Yesterday, The Intercept published a blockbuster report, revealing that a major prison phone company may have been recording calls between prisoners and their attorneys. It was fascinating news, but just as interesting was where the information came from. It was based on tens of thousands of call records, which had arrived through The Intercept's SecureDrop server — a nested combination of Tor, PGP, and other tools designed to separate the leaker from anyone trying to expose him. In this case, it worked just the way it was supposed to: The Intercept got the documents and a way to communicate with its source, while the source stayed comfortably in the shadows.
It's the first major example of SecureDrop being used for its intended purpose, but what's interesting is how long it took. It's been two and a half years since publications first started setting up the system, and over the same period, public document dumps have become an almost commonplace part of the media. Leaked archives from Sony Pictures, Hacking Team, and Ashley Madison have established a new playbook for drawing media attention to incriminating or otherwise scandalous documents. It's a far messier playbook than the one SecureDrop laid out, fraught with all sorts of moral and journalistic hazards, but it's already threatening to overtake SecureDrop's more traditional notions of journalism.

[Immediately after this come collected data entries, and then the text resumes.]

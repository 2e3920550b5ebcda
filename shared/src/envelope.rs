//! The `{success, data, error}` wrapper every backend response uses.
//!
//! Shapes are validated here, once, instead of at each call site. A body
//! without a boolean `success` is malformed. Reads additionally require
//! `data`; mutations answer with `{success, message, <entity>_id}` and are
//! read through [`Envelope::into_ack`].

use serde::de::DeserializeOwned;
use serde::{Deserialize, Serialize};
use serde_json::{Map, Value};
use thiserror::Error;

#[derive(Debug, Clone, PartialEq, Serialize, Deserialize)]
pub struct Envelope {
    pub success: bool,
    #[serde(default, skip_serializing_if = "Option::is_none")]
    pub data: Option<Value>,
    #[serde(default, skip_serializing_if = "Option::is_none")]
    pub error: Option<String>,
    #[serde(default, skip_serializing_if = "Option::is_none")]
    pub message: Option<String>,
    /// Anything else the backend attached (`product_id`, `purchase_id`, ...)
    #[serde(flatten)]
    pub extra: Map<String, Value>,
}

#[derive(Debug, Clone, PartialEq, Error)]
pub enum EnvelopeError {
    #[error("malformed response: {0}")]
    Malformed(String),
    #[error("{0}")]
    Rejected(String),
}

/// What a successful create/update/delete tells us
#[derive(Debug, Clone, Default, PartialEq)]
pub struct MutationAck {
    pub message: Option<String>,
    /// Id of the created entity, when the backend reports one
    pub id: Option<i64>,
}

impl Envelope {
    pub fn ok(data: Value) -> Self {
        Self {
            success: true,
            data: Some(data),
            error: None,
            message: None,
            extra: Map::new(),
        }
    }

    pub fn failure(error: impl Into<String>) -> Self {
        Self {
            success: false,
            data: None,
            error: Some(error.into()),
            message: None,
            extra: Map::new(),
        }
    }

    /// Parse a response body, rejecting anything that is not an envelope
    pub fn parse(body: &str) -> Result<Self, EnvelopeError> {
        let value: Value = serde_json::from_str(body)
            .map_err(|e| EnvelopeError::Malformed(format!("body is not JSON: {}", e)))?;

        match value.get("success") {
            Some(Value::Bool(_)) => {}
            Some(_) => return Err(EnvelopeError::Malformed("`success` is not a boolean".into())),
            None => return Err(EnvelopeError::Malformed("missing `success` field".into())),
        }

        serde_json::from_value(value).map_err(|e| EnvelopeError::Malformed(e.to_string()))
    }

    /// Best-effort human message from an error body; `None` when the body
    /// carries nothing useful
    pub fn error_text(body: &str) -> Option<String> {
        let value: Value = serde_json::from_str(body).ok()?;
        ["error", "message"]
            .iter()
            .find_map(|key| value.get(*key).and_then(Value::as_str))
            .map(str::to_string)
            .filter(|s| !s.trim().is_empty())
    }

    fn rejection(&self) -> EnvelopeError {
        let text = self
            .error
            .clone()
            .or_else(|| self.message.clone())
            .unwrap_or_else(|| "The server reported a failure".to_string());
        EnvelopeError::Rejected(text)
    }

    /// Typed payload of a successful read
    pub fn into_data<T: DeserializeOwned>(self) -> Result<T, EnvelopeError> {
        if !self.success {
            return Err(self.rejection());
        }
        match self.data {
            None | Some(Value::Null) => Err(EnvelopeError::Malformed("missing `data` field".into())),
            Some(data) => {
                serde_json::from_value(data).map_err(|e| EnvelopeError::Malformed(e.to_string()))
            }
        }
    }

    /// Acknowledgement of a successful mutation
    pub fn into_ack(self) -> Result<MutationAck, EnvelopeError> {
        if !self.success {
            return Err(self.rejection());
        }
        let id = self
            .extra
            .iter()
            .find(|(key, _)| key.ends_with("_id"))
            .and_then(|(_, value)| value.as_i64());
        Ok(MutationAck {
            message: self.message,
            id,
        })
    }
}

#[cfg(test)]
mod tests {
    use super::*;
    use crate::Category;

    #[test]
    fn test_parse_list_envelope() {
        let body = r#"{"success": true, "data": [{"category_id": 1, "name": "Tools"}]}"#;
        let categories: Vec<Category> = Envelope::parse(body).unwrap().into_data().unwrap();
        assert_eq!(categories.len(), 1);
        assert_eq!(categories[0].name.as_deref(), Some("Tools"));
    }

    #[test]
    fn test_missing_success_is_malformed() {
        let err = Envelope::parse(r#"{"data": []}"#).unwrap_err();
        assert!(matches!(err, EnvelopeError::Malformed(_)));

        let err = Envelope::parse(r#"[{"category_id": 1}]"#).unwrap_err();
        assert!(matches!(err, EnvelopeError::Malformed(_)));

        let err = Envelope::parse("<html>502</html>").unwrap_err();
        assert!(matches!(err, EnvelopeError::Malformed(_)));
    }

    #[test]
    fn test_missing_data_is_malformed_for_reads() {
        let envelope = Envelope::parse(r#"{"success": true}"#).unwrap();
        let err = envelope.into_data::<Vec<Category>>().unwrap_err();
        assert_eq!(err, EnvelopeError::Malformed("missing `data` field".into()));
    }

    #[test]
    fn test_unsuccessful_envelope_is_rejected_with_backend_message() {
        let envelope =
            Envelope::parse(r#"{"success": false, "error": "Category not found"}"#).unwrap();
        let err = envelope.into_data::<Category>().unwrap_err();
        assert_eq!(err.to_string(), "Category not found");
    }

    #[test]
    fn test_mutation_ack_extracts_id() {
        let body = r#"{"success": true, "message": "Product created successfully", "product_id": 42}"#;
        let ack = Envelope::parse(body).unwrap().into_ack().unwrap();
        assert_eq!(ack.id, Some(42));
        assert_eq!(ack.message.as_deref(), Some("Product created successfully"));
    }

    #[test]
    fn test_error_text() {
        assert_eq!(
            Envelope::error_text(r#"{"success": false, "error": "Missing required fields"}"#),
            Some("Missing required fields".to_string())
        );
        assert_eq!(Envelope::error_text("Internal Server Error"), None);
    }
}
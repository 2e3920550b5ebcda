use shared::validation::ProductForm;
use shared::{Category, ProductDraft, DEFAULT_REORDER_LEVEL};
use yew::prelude::*;

use super::{bind, submit, FormActions, FormError};

#[derive(Properties, PartialEq)]
pub struct ProductEditorProps {
    pub initial: ProductForm,
    pub categories: Vec<Category>,
    pub editing: bool,
    pub saving: bool,
    pub on_save: Callback<ProductDraft>,
    pub on_cancel: Callback<()>,
}

#[function_component(ProductEditor)]
pub fn product_editor(props: &ProductEditorProps) -> Html {
    let form = {
        let initial = props.initial.clone();
        use_state(move || initial)
    };
    let error = use_state(|| None::<String>);

    let onsubmit = {
        let form = form.clone();
        submit(move || form.validate(), &error, &props.on_save)
    };

    html! {
        <section class="form-card">
            <h2>{if props.editing { "Edit Product" } else { "Add New Product" }}</h2>
            <FormError error={(*error).clone()} />
            <form {onsubmit}>
                <div class="form-grid">
                    <div class="form-group">
                        <label for="product-name">{"Product Name"}</label>
                        <input
                            type="text"
                            id="product-name"
                            value={form.name.clone()}
                            onchange={bind(&form, |f, v| f.name = v)}
                            disabled={props.saving}
                        />
                    </div>
                    <div class="form-group">
                        <label for="product-category">{"Category"}</label>
                        <select
                            id="product-category"
                            onchange={bind(&form, |f, v| f.category_id = v)}
                            disabled={props.saving}
                        >
                            <option value="" selected={form.category_id.is_empty()}>{"Select a category"}</option>
                            {for props.categories.iter().map(|category| {
                                let value = category.category_id.to_string();
                                let selected = form.category_id == value;
                                html! {
                                    <option {value} {selected}>
                                        {category.name.clone().unwrap_or_default()}
                                    </option>
                                }
                            })}
                        </select>
                    </div>
                    <div class="form-group">
                        <label for="product-price">{"Price ($)"}</label>
                        <input
                            type="number"
                            id="product-price"
                            min="0"
                            step="0.01"
                            value={form.price.clone()}
                            onchange={bind(&form, |f, v| f.price = v)}
                            disabled={props.saving}
                        />
                    </div>
                    <div class="form-group">
                        <label for="product-quantity">{"Quantity"}</label>
                        <input
                            type="number"
                            id="product-quantity"
                            min="0"
                            step="1"
                            placeholder="0"
                            value={form.quantity.clone()}
                            onchange={bind(&form, |f, v| f.quantity = v)}
                            disabled={props.saving}
                        />
                    </div>
                    <div class="form-group">
                        <label for="product-reorder">{"Reorder Level"}</label>
                        <input
                            type="number"
                            id="product-reorder"
                            min="0"
                            step="1"
                            placeholder={DEFAULT_REORDER_LEVEL.to_string()}
                            value={form.reorder_level.clone()}
                            onchange={bind(&form, |f, v| f.reorder_level = v)}
                            disabled={props.saving}
                        />
                    </div>
                </div>
                <FormActions
                    submit_label={if props.editing { "Update Product" } else { "Create Product" }}
                    saving={props.saving}
                    on_cancel={props.on_cancel.clone()}
                />
            </form>
        </section>
    }
}
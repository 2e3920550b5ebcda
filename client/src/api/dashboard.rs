use shared::{CategorySales, DashboardSnapshot, InventorySummary, StockAlert, TopSeller};

use crate::client::ApiClient;
use crate::error::ApiError;
use crate::transport::Transport;

pub struct DashboardApi<T> {
    client: ApiClient<T>,
}

impl<T: Transport> DashboardApi<T> {
    pub fn new(client: ApiClient<T>) -> Self {
        Self { client }
    }

    pub async fn overview(&self) -> Result<DashboardSnapshot, ApiError> {
        Ok(self.client.get_tolerant("/dashboard/overview", &[]).await?.into_data()?)
    }

    pub async fn low_stock(&self) -> Result<Vec<StockAlert>, ApiError> {
        Ok(self.client.get_tolerant("/dashboard/low-stock", &[]).await?.into_data()?)
    }

    pub async fn top_selling(&self) -> Result<Vec<TopSeller>, ApiError> {
        Ok(self.client.get_tolerant("/dashboard/top-selling", &[]).await?.into_data()?)
    }

    pub async fn inventory_summary(&self) -> Result<InventorySummary, ApiError> {
        Ok(self
            .client
            .get_tolerant("/dashboard/inventory-summary", &[])
            .await?
            .into_data()?)
    }

    pub async fn sales_by_category(&self) -> Result<Vec<CategorySales>, ApiError> {
        Ok(self
            .client
            .get_tolerant("/dashboard/sales-by-category", &[])
            .await?
            .into_data()?)
    }
}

There are serious drawbacks to torrent leaks, but they're all on the journalist's side
The new playbook is simpler than SecureDrop, beginning with an anonymous Pastebin statement, including a torrent link where any curious citizens can download the full data cache. It's a less secure way to leak things — P2P file transfers are notoriously difficult to disguise, even routed through a VPN — but so far the protection seems to have been enough, generally because the companies involved don't have the technical resources to follow up. The Sony leaks are the only incident to have been effectively traced back to its source, and that required the NSA's help. In practice, the Pastebin method offers roughly what they would have gotten from a system like SecureDrop — a simple way to make documents public and then disappear.
There are serious drawbacks to torrent leaks, but they're all on the journalist's side. He has less time to research, since the materials been made public to everyone at once, which may lead to inaccuracies or haphazard publication. There's also no way to talk to the leaker, a channel SecureDrop takes pains to include. That makes it difficult to verify where the documents came from and why they've been released. But while those are serious problems for anyone writing the story, they're arguably positive for someone releasing documents. There's no way to scrutinize their motives, and no concern that a publication will pass on a story it can't verify.
Leaks are shuffling off journalistic norms entirely
If you believe in classic investigative journalism, that's a depressing thought. Developed by free-software hero Aaron Swartz, SecureDrop was meant to fuse the anarchic, free-data ethos of Wikileaks with the classic investigative journalism of Watergate and the Pentagon Papers. Publications like The New Yorker, The Washington Post, and ProPublica rushed to adopt it as a best practice in the wake of the Snowden leaks. When that system works, it looks like a lot of the stories published at The Intercept — first Snowden, then the Drone Papers, and now Securus. But increasingly, leaks are shuffling off journalistic norms entirely, and the price for doing so is lower every day.
That doesn't mean publications should abandon SecureDrop — The Intercept is surely glad they kept theirs running — but it raises real questions about how leaks will work in today's media. SecureDrop was a genuinely visionary product — but like many visionary technologies, the world has gotten away from it. The idealistic view of anonymity has been replaced by something more chaotic. Having solved the problem of anonymous disclosures, we're facing the trickier problem of making them accountable.